• Assigned task: In the data below, find the line that contains "to a JSON file." and the line that contains "std::fs::write(path, &json)". Copy both, plus every line between them, exactly.

Records for processing START

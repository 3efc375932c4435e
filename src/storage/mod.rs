//! Persistence layer.
//!
//! Saves and loads the full market state (fees, round table, order
//! book, ledger custody) as a JSON snapshot after every mutating call.
//! JSON is sufficient here; the state is one document written whole.

use anyhow::{Context, Result};
use chrono::{DateTime, Utc};
use serde::{Deserialize, Serialize};
use std::path::Path;
use tracing::{debug, info};

use crate::engine::book::OrderBook;
use crate::engine::round::RoundTable;
use crate::fees::FeeConfig;
use crate::ledger::LedgerSnapshot;

/// Default snapshot file path.
const DEFAULT_STATE_FILE: &str = "trendpool_state.json";

/// Everything needed to rebuild the engine and ledger.
#[derive(Debug, Clone, Serialize, Deserialize)]
pub struct MarketSnapshot {
    pub fees: FeeConfig,
    pub rounds: RoundTable,
    pub book: OrderBook,
    pub ledger: LedgerSnapshot,
    pub saved_at: DateTime<Utc>,
}

/// Save a snapshot to a JSON file.
pub fn save_snapshot(snapshot: &MarketSnapshot, path: Option<&str>) -> Result<()> {
    let path = path.unwrap_or(DEFAULT_STATE_FILE);
    let json = serde_json::to_string_pretty(snapshot)
        .context("Failed to serialise market snapshot")?;

    std::fs::write(path, &json)
        .context(format!("Failed to write snapshot to {path}"))?;

    debug!(
        path,
        round = snapshot.rounds.current_number(),
        custodied = snapshot.ledger.custodied,
        "Snapshot saved"
    );
    Ok(())
}

/// Load a snapshot from a JSON file.
/// Returns None if the file doesn't exist (fresh start).
pub fn load_snapshot(path: Option<&str>) -> Result<Option<MarketSnapshot>> {
    let path = path.unwrap_or(DEFAULT_STATE_FILE);

    if !Path::new(path).exists() {
        info!(path, "No saved state found, starting fresh");
        return Ok(None);
    }

    let json = std::fs::read_to_string(path)
        .context(format!("Failed to read snapshot from {path}"))?;

    let snapshot: MarketSnapshot = serde_json::from_str(&json)
        .context(format!("Failed to parse snapshot from {path}"))?;

    info!(
        path,
        round = snapshot.rounds.current_number(),
        custodied = snapshot.ledger.custodied,
        live_orders = snapshot.book.live_total(),
        "State loaded from disk"
    );

    Ok(Some(snapshot))
}

/// Delete the snapshot file (for testing or reset).
pub fn delete_snapshot(path: Option<&str>) -> Result<()> {
    let path = path.unwrap_or(DEFAULT_STATE_FILE);
    if Path::new(path).exists() {
        std::fs::remove_file(path)
            .context(format!("Failed to delete snapshot file {path}"))?;
    }
    Ok(())
}

// ---------------------------------------------------------------------------
// Tests
// ---------------------------------------------------------------------------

Records for processing END

• Output below:
/// Save a snapshot to a JSON file.
pub fn save_snapshot(snapshot: &MarketSnapshot, path: Option<&str>) -> Result<()> {
    let path = path.unwrap_or(DEFAULT_STATE_FILE);
    let json = serde_json::to_string_pretty(snapshot)
        .context("Failed to serialise market snapshot")?;

    std::fs::write(path, &json)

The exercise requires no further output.